After last Tuesday's results which showed that in Maryland, Maine, Minnesota and Washington majorities of voters supported the pro-marriage equality position at the ballot it is not surprising that a new poll shows that 51% if respondents support marriage equality versus 47% who oppose it.
GAY MARRIAGE – Fifty-one percent of Americans support gay marriage, slightly more than half for the fifth time straight in ABC/Post polls since March 2011, and up sharply from its levels in similar questions earlier this decade, as low as 32 percent (of registered voters) in mid-2004.
More in this survey are “opposed” to gay marriage, 47 percent, than said in recent polls that it should be “illegal” (39 percent last May), likely because making something illegal is more punitive than opposing it personally.
While 30 states have constitutionally banned gay marriage, voters approved pro-gay marriage ballot initiatives in Maryland, Maine and Washington last week, and those in Minnesota rejected a constitutional ban on it.
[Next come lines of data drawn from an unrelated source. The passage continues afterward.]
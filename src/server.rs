// HTTP routing layer
//
// Thin axum surface over the pipeline: a blocking JSON endpoint, an SSE
// endpoint streaming per-job status events, artifact retrieval with
// post-serve cleanup, and the activity log download.

use std::convert::Infallible;
use std::net::SocketAddr;
use std::sync::Arc;

use axum::body::Body;
use axum::extract::{ConnectInfo, Path, Query, State};
use axum::http::{header, HeaderMap, StatusCode};
use axum::response::sse::{Event, KeepAlive, Sse};
use axum::response::{IntoResponse, Response};
use axum::routing::{get, post};
use axum::{Json, Router};
use futures::Stream;
use serde::{Deserialize, Serialize};
use serde_json::json;
use tokio_util::io::ReaderStream;
use tower_http::trace::TraceLayer;
use tracing::error;

use crate::activity::{ActivityLog, ActivityRecord};
use crate::artifacts::ArtifactStore;
use crate::config::Settings;
use crate::downloader::{status, Orchestrator, StatusEvent, StatusSender, StatusUpdate, ToolUpdater};
use crate::error::{Error, Result};
use crate::normalizer::{self, CanonicalUrl, Platform};

/// Events buffered per job before the producer has to wait for the
/// consumer; bounded so a slow client applies backpressure without loss.
const STATUS_CHANNEL_CAPACITY: usize = 64;

/// Shared application state.
#[derive(Clone)]
pub struct AppState {
    pub settings: Arc<Settings>,
    pub store: Arc<ArtifactStore>,
    pub orchestrator: Arc<Orchestrator>,
    pub updater: Arc<ToolUpdater>,
    pub activity: Arc<ActivityLog>,
}

#[derive(Debug, Deserialize)]
pub struct VideoRequest {
    pub url: String,
}

#[derive(Debug, Serialize)]
pub struct VideoResponse {
    pub success: bool,
    pub download_id: String,
    pub filename: String,
    pub platform: Platform,
}

#[derive(Debug, Deserialize)]
struct StreamParams {
    url: String,
}

/// Create the application router.
pub fn router(state: AppState) -> Router {
    Router::new()
        .route("/health", get(health))
        .route("/log", get(get_log))
        .route("/api/download", post(download))
        .route("/api/download/stream", get(download_stream))
        .route("/api/download/{id}", get(get_video))
        .layer(TraceLayer::new_for_http())
        .with_state(state)
}

async fn health() -> impl IntoResponse {
    Json(json!({ "status": "healthy" }))
}

/// Download the activity log file.
async fn get_log(State(state): State<AppState>) -> Result<Response> {
    let contents = tokio::fs::read_to_string(state.activity.path())
        .await
        .map_err(|_| Error::not_found("No activity log found"))?;

    Ok((
        [
            (header::CONTENT_TYPE, "text/plain; charset=utf-8".to_string()),
            (
                header::CONTENT_DISPOSITION,
                "attachment; filename=\"activity.log\"".to_string(),
            ),
        ],
        contents,
    )
        .into_response())
}

/// Non-streaming download: runs the whole pipeline before responding.
async fn download(
    State(state): State<AppState>,
    ConnectInfo(addr): ConnectInfo<SocketAddr>,
    headers: HeaderMap,
    Json(request): Json<VideoRequest>,
) -> Result<Json<VideoResponse>> {
    spawn_update_check(&state);

    let url = validate_request_url(&request.url, &state.settings)?;
    let canonical = normalizer::normalize(&url)?;
    let platform = canonical.platform;

    // No live consumer for this variant; events go nowhere
    let (tx, rx) = status::channel(STATUS_CHANNEL_CAPACITY);
    drop(rx);
    let outcome = state.orchestrator.run(canonical, &tx).await?;

    let client = client_info(&headers, addr);
    state
        .activity
        .record(ActivityRecord {
            user: &client.user,
            ip: &client.ip,
            country: &client.country,
            url: &request.url,
            size_bytes: outcome.artifact.size_bytes,
        })
        .await;

    Ok(Json(VideoResponse {
        success: true,
        download_id: outcome.artifact.id.to_string(),
        filename: outcome.artifact.display_filename,
        platform,
    }))
}

/// Streaming download: the pipeline runs in its own task while status
/// events flow to the client as SSE. Exactly one terminal event (`error`
/// or `complete`) is emitted per job. A client disconnect does not cancel
/// the pipeline; the channel simply stops being read.
async fn download_stream(
    State(state): State<AppState>,
    ConnectInfo(addr): ConnectInfo<SocketAddr>,
    headers: HeaderMap,
    Query(params): Query<StreamParams>,
) -> Sse<impl Stream<Item = std::result::Result<Event, Infallible>>> {
    spawn_update_check(&state);

    let (tx, rx) = status::channel(STATUS_CHANNEL_CAPACITY);
    tx.status("Validating URL...").await;

    let validated = validate_request_url(&params.url, &state.settings)
        .and_then(|url| normalizer::normalize(&url));
    match validated {
        Ok(canonical) => {
            tx.status(format!("Connecting to {}...", canonical.platform))
                .await;
            let client = client_info(&headers, addr);
            let original_url = params.url.clone();
            tokio::spawn(run_streaming_job(state, canonical, original_url, client, tx));
        }
        Err(e) => {
            // Terminal: the sender drops here and the stream ends after
            // the buffered events drain
            tx.error(e.to_string()).await;
        }
    }

    let stream = futures::stream::unfold(rx, |mut rx| async move {
        rx.recv().await.map(|event| (Ok(to_sse_event(event)), rx))
    });
    Sse::new(stream).keep_alive(KeepAlive::default())
}

async fn run_streaming_job(
    state: AppState,
    canonical: CanonicalUrl,
    original_url: String,
    client: ClientInfo,
    tx: StatusSender,
) {
    let platform = canonical.platform;
    match state.orchestrator.run(canonical, &tx).await {
        Ok(outcome) => {
            state
                .activity
                .record(ActivityRecord {
                    user: &client.user,
                    ip: &client.ip,
                    country: &client.country,
                    url: &original_url,
                    size_bytes: outcome.artifact.size_bytes,
                })
                .await;
            tx.complete(
                outcome.artifact.id.to_string(),
                outcome.artifact.display_filename,
                platform,
            )
            .await;
        }
        Err(e) => tx.error(e.to_string()).await,
    }
}

/// Retrieve a finished artifact by id and schedule its post-serve
/// deletion.
async fn get_video(
    State(state): State<AppState>,
    Path(id): Path<String>,
) -> Result<Response> {
    let artifact = state.store.get(&id).await?;
    Arc::clone(&state.store).schedule_post_serve_delete(artifact.id);

    let file = tokio::fs::File::open(&artifact.file_path)
        .await
        .map_err(|_| Error::not_found("File not found or expired"))?;
    let body = Body::from_stream(ReaderStream::new(file));

    Ok((
        [
            (header::CONTENT_TYPE, "video/mp4".to_string()),
            (header::CONTENT_LENGTH, artifact.size_bytes.to_string()),
            (
                header::CONTENT_DISPOSITION,
                content_disposition(&artifact.display_filename),
            ),
        ],
        body,
    )
        .into_response())
}

fn spawn_update_check(state: &AppState) {
    let updater = Arc::clone(&state.updater);
    tokio::spawn(async move { updater.check(false).await });
}

struct ClientInfo {
    user: String,
    ip: String,
    country: String,
}

/// Identity headers set by the Cloudflare front; the peer address is the
/// fallback for the client IP.
fn client_info(headers: &HeaderMap, addr: SocketAddr) -> ClientInfo {
    let header = |name: &str| {
        headers
            .get(name)
            .and_then(|v| v.to_str().ok())
            .map(str::to_string)
    };
    ClientInfo {
        user: header("cf-access-authenticated-user-email").unwrap_or_else(|| "unknown".into()),
        ip: header("cf-connecting-ip").unwrap_or_else(|| addr.ip().to_string()),
        country: header("cf-ipcountry").unwrap_or_else(|| "unknown".into()),
    }
}

fn validate_request_url(raw: &str, settings: &Settings) -> Result<String> {
    let url = raw.trim();
    if !(url.starts_with("http://") || url.starts_with("https://")) {
        return Err(Error::validation("URL must start with http:// or https://"));
    }
    if url.len() > settings.max_url_length {
        return Err(Error::validation("URL too long"));
    }
    if !settings
        .allowed_domains
        .iter()
        .any(|domain| url.contains(domain.as_str()))
    {
        return Err(Error::UnsupportedPlatform);
    }
    Ok(url.to_string())
}

fn to_sse_event(event: StatusEvent) -> Event {
    let (name, data) = match event.update {
        StatusUpdate::Status(message) => ("status", json!({ "status": message })),
        StatusUpdate::Error(message) => ("error", json!({ "error": message })),
        StatusUpdate::Complete {
            download_id,
            filename,
            platform,
        } => (
            "complete",
            json!({
                "download_id": download_id,
                "filename": filename,
                "platform": platform,
            }),
        ),
    };
    Event::default()
        .id(event.sequence.to_string())
        .event(name)
        .data(data.to_string())
}

/// Build the content-disposition value for a display filename. Non-ASCII
/// names fall back to a generic ASCII filename while also carrying the
/// UTF-8 name in the RFC 5987 extended parameter; clients pick whichever
/// they understand.
fn content_disposition(filename: &str) -> String {
    if filename.is_ascii() && !filename.contains('"') {
        format!("attachment; filename=\"{}\"", filename)
    } else {
        format!(
            "attachment; filename=\"video.mp4\"; filename*=UTF-8''{}",
            urlencoding::encode(filename)
        )
    }
}

impl IntoResponse for Error {
    fn into_response(self) -> Response {
        let status = match &self {
            Error::Validation(_) | Error::UnsupportedPlatform | Error::ExtractionFailed(_) => {
                StatusCode::BAD_REQUEST
            }
            Error::NotFound(_) => StatusCode::NOT_FOUND,
            Error::ToolInvocation { .. }
            | Error::EmptyArtifact
            | Error::Io(_)
            | Error::Serialization(_) => StatusCode::INTERNAL_SERVER_ERROR,
        };
        if status.is_server_error() {
            error!("request failed: {}", self);
        }
        (status, Json(json!({ "detail": self.to_string() }))).into_response()
    }
}

#[cfg(test)]
mod tests {
    use super::*;

    #[test]
    fn test_content_disposition_ascii() {
        assert_eq!(
            content_disposition("My Clip.mp4"),
            "attachment; filename=\"My Clip.mp4\""
        );
    }

    #[test]
    fn test_content_disposition_utf8_fallback() {
        let value = content_disposition("שיר יפה.mp4");
        assert!(value.starts_with("attachment; filename=\"video.mp4\""));
        assert!(value.contains("filename*=UTF-8''"));
        // Both parameters must be present for broad client compatibility
        assert!(value.contains("%D7%A9"));
    }

    #[test]
    fn test_validate_request_url() {
        let settings = Settings::default();

        assert!(validate_request_url("https://youtu.be/dQw4w9WgXcQ", &settings).is_ok());
        assert!(matches!(
            validate_request_url("youtu.be/dQw4w9WgXcQ", &settings),
            Err(Error::Validation(_))
        ));
        let oversized = format!("https://youtu.be/{}", "a".repeat(3000));
        assert!(matches!(
            validate_request_url(&oversized, &settings),
            Err(Error::Validation(_))
        ));
        assert!(matches!(
            validate_request_url("https://example.com/video", &settings),
            Err(Error::UnsupportedPlatform)
        ));
    }

    #[test]
    fn test_client_info_prefers_cloudflare_headers() {
        let addr: SocketAddr = "127.0.0.1:9999".parse().unwrap();

        let mut headers = HeaderMap::new();
        headers.insert("cf-connecting-ip", "198.51.100.4".parse().unwrap());
        headers.insert("cf-ipcountry", "IL".parse().unwrap());
        let info = client_info(&headers, addr);
        assert_eq!(info.user, "unknown");
        assert_eq!(info.ip, "198.51.100.4");
        assert_eq!(info.country, "IL");

        let info = client_info(&HeaderMap::new(), addr);
        assert_eq!(info.ip, "127.0.0.1");
    }

    #[test]
    fn test_sse_event_mapping_is_typed() {
        let event = to_sse_event(StatusEvent {
            sequence: 3,
            update: StatusUpdate::Complete {
                download_id: "abc".into(),
                filename: "clip.mp4".into(),
                platform: Platform::Vimeo,
            },
        });
        // Event's Debug output is the easiest window into the wire format
        let rendered = format!("{:?}", event);
        assert!(rendered.contains("complete"));
        assert!(rendered.contains("vimeo"));
    }
}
Obama announced his personal support for gay marriage in May, saying individual states should decide on its legality.
Last week’s exit poll found voters similarly divided, 49-46 percent, on gay marriage. Supporters favored Obama over Mitt Romney by 73-25 percent. And Obama won gay and lesbian voters, 5 percent of the electorate, by 76-22 percent, vs. 70-27 percent in 2008.
Support for gay marriage in this poll tops out at more than three in four liberals and more than six in 10 young adults and Democrats. It’s opposed by a broad 81 percent of those who describe themselves as “very conservative,” and by two-thirds of senior citizens.This is just another example of how the electorate did not just reject Mitt Romney as a candidate, but conservative ideology as a political philosophy. It will be interesting to see how they react.